**PROBLEM**
Output the records below again, precisely as they are written.

======== RECORDED DATA

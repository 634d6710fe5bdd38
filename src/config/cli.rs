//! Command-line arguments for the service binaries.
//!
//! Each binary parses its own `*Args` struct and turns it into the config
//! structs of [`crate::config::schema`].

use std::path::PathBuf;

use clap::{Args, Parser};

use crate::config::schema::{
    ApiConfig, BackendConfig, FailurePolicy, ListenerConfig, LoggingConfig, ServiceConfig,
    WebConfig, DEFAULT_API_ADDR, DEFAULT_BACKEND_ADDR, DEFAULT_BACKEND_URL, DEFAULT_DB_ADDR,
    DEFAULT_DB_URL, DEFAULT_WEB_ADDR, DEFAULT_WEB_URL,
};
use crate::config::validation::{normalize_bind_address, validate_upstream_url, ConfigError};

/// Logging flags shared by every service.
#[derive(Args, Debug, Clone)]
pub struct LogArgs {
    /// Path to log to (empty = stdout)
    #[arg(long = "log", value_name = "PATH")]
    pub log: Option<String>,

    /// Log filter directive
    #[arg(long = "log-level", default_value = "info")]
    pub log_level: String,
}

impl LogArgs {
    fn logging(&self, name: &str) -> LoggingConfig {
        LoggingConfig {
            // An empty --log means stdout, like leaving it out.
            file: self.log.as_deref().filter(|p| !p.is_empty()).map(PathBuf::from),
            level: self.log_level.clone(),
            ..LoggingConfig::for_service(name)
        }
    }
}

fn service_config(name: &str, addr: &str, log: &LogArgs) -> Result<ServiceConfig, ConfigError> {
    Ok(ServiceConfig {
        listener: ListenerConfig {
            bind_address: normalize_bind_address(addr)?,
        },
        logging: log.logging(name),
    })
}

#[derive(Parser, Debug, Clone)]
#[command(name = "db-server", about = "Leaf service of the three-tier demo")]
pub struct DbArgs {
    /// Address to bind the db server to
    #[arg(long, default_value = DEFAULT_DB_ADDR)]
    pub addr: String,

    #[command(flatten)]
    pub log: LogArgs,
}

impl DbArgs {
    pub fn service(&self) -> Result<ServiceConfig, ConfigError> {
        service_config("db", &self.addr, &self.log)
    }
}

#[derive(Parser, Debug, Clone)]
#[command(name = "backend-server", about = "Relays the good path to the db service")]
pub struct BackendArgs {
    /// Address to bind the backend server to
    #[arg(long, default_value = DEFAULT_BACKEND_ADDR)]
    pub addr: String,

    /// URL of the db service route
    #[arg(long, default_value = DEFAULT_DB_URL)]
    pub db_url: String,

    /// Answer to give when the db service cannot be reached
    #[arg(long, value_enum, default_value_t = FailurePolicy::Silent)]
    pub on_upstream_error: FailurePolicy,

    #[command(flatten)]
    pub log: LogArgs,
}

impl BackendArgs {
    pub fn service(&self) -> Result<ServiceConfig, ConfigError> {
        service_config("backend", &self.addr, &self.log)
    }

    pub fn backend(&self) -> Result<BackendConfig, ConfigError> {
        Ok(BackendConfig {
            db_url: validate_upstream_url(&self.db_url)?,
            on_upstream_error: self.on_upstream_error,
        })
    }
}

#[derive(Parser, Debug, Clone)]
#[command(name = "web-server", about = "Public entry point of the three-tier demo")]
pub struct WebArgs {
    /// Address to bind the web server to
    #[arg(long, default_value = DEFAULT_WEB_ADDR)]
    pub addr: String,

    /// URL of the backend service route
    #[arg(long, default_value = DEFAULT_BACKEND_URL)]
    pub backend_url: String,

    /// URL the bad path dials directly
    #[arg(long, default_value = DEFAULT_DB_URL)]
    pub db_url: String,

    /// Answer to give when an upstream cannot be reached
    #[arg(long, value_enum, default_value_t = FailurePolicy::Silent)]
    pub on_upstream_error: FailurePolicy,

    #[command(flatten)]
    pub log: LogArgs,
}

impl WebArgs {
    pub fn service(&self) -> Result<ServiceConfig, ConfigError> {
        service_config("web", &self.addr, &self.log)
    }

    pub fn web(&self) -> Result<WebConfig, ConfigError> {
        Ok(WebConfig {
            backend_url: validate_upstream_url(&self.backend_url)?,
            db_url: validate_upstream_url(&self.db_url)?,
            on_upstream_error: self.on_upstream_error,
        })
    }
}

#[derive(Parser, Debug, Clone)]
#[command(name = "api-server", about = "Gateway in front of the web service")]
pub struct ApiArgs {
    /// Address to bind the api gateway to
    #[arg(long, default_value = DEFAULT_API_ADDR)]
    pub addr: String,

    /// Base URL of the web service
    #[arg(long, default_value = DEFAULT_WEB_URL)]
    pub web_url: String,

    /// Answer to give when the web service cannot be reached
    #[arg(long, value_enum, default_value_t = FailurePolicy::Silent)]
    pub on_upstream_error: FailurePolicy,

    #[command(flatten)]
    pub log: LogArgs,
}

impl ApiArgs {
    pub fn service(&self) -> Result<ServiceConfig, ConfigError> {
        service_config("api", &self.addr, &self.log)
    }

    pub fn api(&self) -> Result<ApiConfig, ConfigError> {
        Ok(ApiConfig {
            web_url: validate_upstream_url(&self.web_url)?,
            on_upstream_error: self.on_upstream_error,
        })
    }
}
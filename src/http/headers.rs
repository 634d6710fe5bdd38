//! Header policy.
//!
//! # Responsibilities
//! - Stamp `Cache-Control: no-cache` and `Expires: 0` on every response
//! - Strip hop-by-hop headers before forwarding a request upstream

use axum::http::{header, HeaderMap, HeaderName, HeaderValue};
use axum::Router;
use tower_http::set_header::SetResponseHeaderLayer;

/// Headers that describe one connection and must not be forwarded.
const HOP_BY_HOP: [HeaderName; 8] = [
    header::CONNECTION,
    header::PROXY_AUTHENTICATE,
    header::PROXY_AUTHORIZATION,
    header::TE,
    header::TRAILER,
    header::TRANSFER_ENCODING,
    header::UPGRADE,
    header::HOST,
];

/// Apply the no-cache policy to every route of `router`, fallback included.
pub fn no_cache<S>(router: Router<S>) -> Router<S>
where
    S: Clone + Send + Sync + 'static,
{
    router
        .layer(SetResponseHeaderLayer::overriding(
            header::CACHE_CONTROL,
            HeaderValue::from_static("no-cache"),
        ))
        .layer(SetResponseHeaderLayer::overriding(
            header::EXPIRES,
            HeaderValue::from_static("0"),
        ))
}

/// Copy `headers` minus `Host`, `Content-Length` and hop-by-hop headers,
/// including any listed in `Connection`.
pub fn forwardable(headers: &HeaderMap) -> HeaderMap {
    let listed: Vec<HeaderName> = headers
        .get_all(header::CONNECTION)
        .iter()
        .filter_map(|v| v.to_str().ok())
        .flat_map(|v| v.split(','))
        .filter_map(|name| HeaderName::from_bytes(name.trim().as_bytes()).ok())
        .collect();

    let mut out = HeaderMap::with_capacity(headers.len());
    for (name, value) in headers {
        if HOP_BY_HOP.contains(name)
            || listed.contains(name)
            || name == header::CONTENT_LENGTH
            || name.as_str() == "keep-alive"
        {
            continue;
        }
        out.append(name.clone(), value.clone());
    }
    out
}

================

**EXPECTED ANSWER**
repository 634d6710fe5bdd38
filename src/config/cli.rs
//! Command-line arguments for the service binaries.
//!
//! Each binary parses its own `*Args` struct and turns it into the config
//! structs of [`crate::config::schema`].

use std::path::PathBuf;

use clap::{Args, Parser};

use crate::config::schema::{
    ApiConfig, BackendConfig, FailurePolicy, ListenerConfig, LoggingConfig, ServiceConfig,
    WebConfig, DEFAULT_API_ADDR, DEFAULT_BACKEND_ADDR, DEFAULT_BACKEND_URL, DEFAULT_DB_ADDR,
    DEFAULT_DB_URL, DEFAULT_WEB_ADDR, DEFAULT_WEB_URL,
};
use crate::config::validation::{normalize_bind_address, validate_upstream_url, ConfigError};

/// Logging flags shared by every service.
#[derive(Args, Debug, Clone)]
pub struct LogArgs {
    /// Path to log to (empty = stdout)
    #[arg(long = "log", value_name = "PATH")]
    pub log: Option<String>,

    /// Log filter directive
    #[arg(long = "log-level", default_value = "info")]
    pub log_level: String,
}

impl LogArgs {
    fn logging(&self, name: &str) -> LoggingConfig {
        LoggingConfig {
            // An empty --log means stdout, like leaving it out.
            file: self.log.as_deref().filter(|p| !p.is_empty()).map(PathBuf::from),
            level: self.log_level.clone(),
            ..LoggingConfig::for_service(name)
        }
    }
}

fn service_config(name: &str, addr: &str, log: &LogArgs) -> Result<ServiceConfig, ConfigError> {
    Ok(ServiceConfig {
        listener: ListenerConfig {
            bind_address: normalize_bind_address(addr)?,
        },
        logging: log.logging(name),
    })
}

#[derive(Parser, Debug, Clone)]
#[command(name = "db-server", about = "Leaf service of the three-tier demo")]
pub struct DbArgs {
    /// Address to bind the db server to
    #[arg(long, default_value = DEFAULT_DB_ADDR)]
    pub addr: String,

    #[command(flatten)]
    pub log: LogArgs,
}

impl DbArgs {
    pub fn service(&self) -> Result<ServiceConfig, ConfigError> {
        service_config("db", &self.addr, &self.log)
    }
}

#[derive(Parser, Debug, Clone)]
#[command(name = "backend-server", about = "Relays the good path to the db service")]
pub struct BackendArgs {
    /// Address to bind the backend server to
    #[arg(long, default_value = DEFAULT_BACKEND_ADDR)]
    pub addr: String,

    /// URL of the db service route
    #[arg(long, default_value = DEFAULT_DB_URL)]
    pub db_url: String,

    /// Answer to give when the db service cannot be reached
    #[arg(long, value_enum, default_value_t = FailurePolicy::Silent)]
    pub on_upstream_error: FailurePolicy,

    #[command(flatten)]
    pub log: LogArgs,
}

impl BackendArgs {
    pub fn service(&self) -> Result<ServiceConfig, ConfigError> {
        service_config("backend", &self.addr, &self.log)
    }

    pub fn backend(&self) -> Result<BackendConfig, ConfigError> {
        Ok(BackendConfig {
            db_url: validate_upstream_url(&self.db_url)?,
            on_upstream_error: self.on_upstream_error,
        })
    }
}

#[derive(Parser, Debug, Clone)]
#[command(name = "web-server", about = "Public entry point of the three-tier demo")]
pub struct WebArgs {
    /// Address to bind the web server to
    #[arg(long, default_value = DEFAULT_WEB_ADDR)]
    pub addr: String,

    /// URL of the backend service route
    #[arg(long, default_value = DEFAULT_BACKEND_URL)]
    pub backend_url: String,

    /// URL the bad path dials directly
    #[arg(long, default_value = DEFAULT_DB_URL)]
    pub db_url: String,

    /// Answer to give when an upstream cannot be reached
    #[arg(long, value_enum, default_value_t = FailurePolicy::Silent)]
    pub on_upstream_error: FailurePolicy,

    #[command(flatten)]
    pub log: LogArgs,
}

impl WebArgs {
    pub fn service(&self) -> Result<ServiceConfig, ConfigError> {
        service_config("web", &self.addr, &self.log)
    }

    pub fn web(&self) -> Result<WebConfig, ConfigError> {
        Ok(WebConfig {
            backend_url: validate_upstream_url(&self.backend_url)?,
            db_url: validate_upstream_url(&self.db_url)?,
            on_upstream_error: self.on_upstream_error,
        })
    }
}

#[derive(Parser, Debug, Clone)]
#[command(name = "api-server", about = "Gateway in front of the web service")]
pub struct ApiArgs {
    /// Address to bind the api gateway to
    #[arg(long, default_value = DEFAULT_API_ADDR)]
    pub addr: String,

    /// Base URL of the web service
    #[arg(long, default_value = DEFAULT_WEB_URL)]
    pub web_url: String,

    /// Answer to give when the web service cannot be reached
    #[arg(long, value_enum, default_value_t = FailurePolicy::Silent)]
    pub on_upstream_error: FailurePolicy,

    #[command(flatten)]
    pub log: LogArgs,
}

impl ApiArgs {
    pub fn service(&self) -> Result<ServiceConfig, ConfigError> {
        service_config("api", &self.addr, &self.log)
    }

    pub fn api(&self) -> Result<ApiConfig, ConfigError> {
        Ok(ApiConfig {
            web_url: validate_upstream_url(&self.web_url)?,
            on_upstream_error: self.on_upstream_error,
        })
    }
}
filename src/http/headers.rs
repository 634d6710fe5bdd38
//! Header policy.
//!
//! # Responsibilities
//! - Stamp `Cache-Control: no-cache` and `Expires: 0` on every response
//! - Strip hop-by-hop headers before forwarding a request upstream

use axum::http::{header, HeaderMap, HeaderName, HeaderValue};
use axum::Router;
use tower_http::set_header::SetResponseHeaderLayer;

/// Headers that describe one connection and must not be forwarded.
const HOP_BY_HOP: [HeaderName; 8] = [
    header::CONNECTION,
    header::PROXY_AUTHENTICATE,
    header::PROXY_AUTHORIZATION,
    header::TE,
    header::TRAILER,
    header::TRANSFER_ENCODING,
    header::UPGRADE,
    header::HOST,
];

/// Apply the no-cache policy to every route of `router`, fallback included.
pub fn no_cache<S>(router: Router<S>) -> Router<S>
where
    S: Clone + Send + Sync + 'static,
{
    router
        .layer(SetResponseHeaderLayer::overriding(
            header::CACHE_CONTROL,
            HeaderValue::from_static("no-cache"),
        ))
        .layer(SetResponseHeaderLayer::overriding(
            header::EXPIRES,
            HeaderValue::from_static("0"),
        ))
}

/// Copy `headers` minus `Host`, `Content-Length` and hop-by-hop headers,
/// including any listed in `Connection`.
pub fn forwardable(headers: &HeaderMap) -> HeaderMap {
    let listed: Vec<HeaderName> = headers
        .get_all(header::CONNECTION)
        .iter()
        .filter_map(|v| v.to_str().ok())
        .flat_map(|v| v.split(','))
        .filter_map(|name| HeaderName::from_bytes(name.trim().as_bytes()).ok())
        .collect();

    let mut out = HeaderMap::with_capacity(headers.len());
    for (name, value) in headers {
        if HOP_BY_HOP.contains(name)
            || listed.contains(name)
            || name == header::CONTENT_LENGTH
            || name.as_str() == "keep-alive"
        {
            continue;
        }
        out.append(name.clone(), value.clone());
    }
    out
}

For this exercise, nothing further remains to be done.